Application to accessory phosphates. Because of the known solubility of P and REE in granite melts, and the saturation of phosphate accessory minerals, these are among the earliest phases to saturate and crystallize from the granite magma. Likewise, Fe has limited solubility in granite melts (Johannes and Holtz, 1996), so biotite also saturates early. From a kinetics and energetics point of view, it makes sense that the phosphate accessories might nucleate heterogeneously on early-crystallized biotite, rather than nucleate spontaneously in the unstructured melt. Conversely, the biotite might nucleate heterogeneously on early-crystallized phosphate accessories. We cannot rule out, or in, mutual heterogeneous nucleation conditions to explain the close association of accessory minerals with biotite. There are ways to test such a crystallographic relationship by detailed EBSD studies on both host and inclusions, but such investigations go well beyond our current capabilities.

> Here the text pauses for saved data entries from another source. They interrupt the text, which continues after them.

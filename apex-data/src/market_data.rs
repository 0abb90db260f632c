use crate::tick::{TickTop, TickTrade};
use apex_integration::subject::Subject;
use parking_lot::Mutex;

/// Bitmask of market-data event kinds delivered to subscribers.
#[derive(Debug, Copy, Clone, Eq, PartialEq)]
pub struct MdEvent(pub u32);

impl MdEvent {
    pub const TRADE: MdEvent = MdEvent(0x01);
    pub const TOP: MdEvent = MdEvent(0x02);

    pub fn is_trade(&self) -> bool {
        self.0 & Self::TRADE.0 != 0
    }

    pub fn is_top(&self) -> bool {
        self.0 & Self::TOP.0 != 0
    }
}

/// Best bid and ask prices. Valid once both sides have ticked.
#[derive(Debug, Copy, Clone, PartialEq)]
pub struct Book {
    pub best_bid_price: f64,
    pub best_ask_price: f64,
}

impl Default for Book {
    fn default() -> Self {
        Self {
            best_bid_price: f64::NAN,
            best_ask_price: f64::NAN,
        }
    }
}

impl Book {
    pub fn is_valid(&self) -> bool {
        !self.best_bid_price.is_nan() && !self.best_ask_price.is_nan()
    }
}

#[derive(Debug, Default)]
struct MarketDataInner {
    last: TickTrade,
    book: Book,
}

/// Per-instrument market data: the last trade and the top of book, with subscriber fan-out.
///
/// Ticks are only ever applied on the event-loop thread; subscribers run synchronously in
/// application order.
#[derive(Debug, Default)]
pub struct MarketData {
    inner: Mutex<MarketDataInner>,
    events: Subject<MdEvent>,
}

impl MarketData {
    pub fn new() -> Self {
        Self::default()
    }

    pub fn apply_trade(&self, tick: TickTrade) {
        self.inner.lock().last = tick;
        self.events.next(&MdEvent::TRADE);
    }

    pub fn apply_top(&self, tick: &TickTop) {
        {
            let mut inner = self.inner.lock();
            inner.book.best_bid_price = tick.bid_price;
            inner.book.best_ask_price = tick.ask_price;
        }
        self.events.next(&MdEvent::TOP);
    }

    pub fn subscribe_events(&self, listener: impl FnMut(&MdEvent) + Send + 'static) {
        self.events.subscribe(listener);
    }

    pub fn last(&self) -> TickTrade {
        self.inner.lock().last
    }

    pub fn book(&self) -> Book {
        self.inner.lock().book
    }

    pub fn bid(&self) -> f64 {
        self.inner.lock().book.best_bid_price
    }

    pub fn ask(&self) -> f64 {
        self.inner.lock().book.best_ask_price
    }

    pub fn has_last(&self) -> bool {
        self.inner.lock().last.is_valid()
    }

    pub fn has_bid_ask(&self) -> bool {
        self.inner.lock().book.is_valid()
    }
}

#[cfg(test)]
mod tests {
    use super::*;
    use std::sync::{
        atomic::{AtomicU32, Ordering},
        Arc,
    };

    #[test]
    fn test_trade_replaces_last_and_notifies() {
        let market = MarketData::new();
        assert!(!market.has_last());

        let trades = Arc::new(AtomicU32::new(0));
        let tops = Arc::new(AtomicU32::new(0));
        let trades_ref = Arc::clone(&trades);
        let tops_ref = Arc::clone(&tops);
        market.subscribe_events(move |event| {
            if event.is_trade() {
                trades_ref.fetch_add(1, Ordering::SeqCst);
            }
            if event.is_top() {
                tops_ref.fetch_add(1, Ordering::SeqCst);
            }
        });

        market.apply_trade(TickTrade {
            price: 100.5,
            qty: 2.0,
            ..Default::default()
        });

        assert!(market.has_last());
        assert_eq!(market.last().price, 100.5);
        assert_eq!(trades.load(Ordering::SeqCst), 1);
        assert_eq!(tops.load(Ordering::SeqCst), 0);
    }

    #[test]
    fn test_top_replaces_best_bid_ask() {
        let market = MarketData::new();
        assert!(!market.has_bid_ask());

        market.apply_top(&TickTop {
            bid_price: 99.0,
            bid_qty: 1.0,
            ask_price: 101.0,
            ask_qty: 1.0,
        });

        assert!(market.has_bid_ask());
        assert_eq!(market.bid(), 99.0);
        assert_eq!(market.ask(), 101.0);

        market.apply_top(&TickTop {
            bid_price: 99.5,
            bid_qty: 1.0,
            ask_price: 100.5,
            ask_qty: 1.0,
        });
        assert_eq!(market.bid(), 99.5);
        assert_eq!(market.ask(), 100.5);
    }
}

Application to accessory zircon. As with the phosphate accessories, unless there is a compatible crystallographic match between biotite and zircon, heterogeneous nucleation is not likely to be a significant process, and EBSD investigations would be needed to test this hypothesis.
3. Induced Nucleation in Passively Enriched Boundary Layers
General process. The concept of passively enriched boundary layers can be traced back to the fundamental work of Green and Watson (1982) and Bacon (1989). The main principles they defined, and which lead to the formation of such boundary layers, are: (1) a crystal of another mineral grows more rapidly in the boundary layer than diffusion can transport incorporated and rejected elements to and from this crystal; and (2) diffusion must dominate over convection as a mode of mass transfer near the advancing crystal-liquid interface. Major and trace elements incompatible with the growing RFM, and with low diffusivities, concentrate in the boundary layers (Fig. 7).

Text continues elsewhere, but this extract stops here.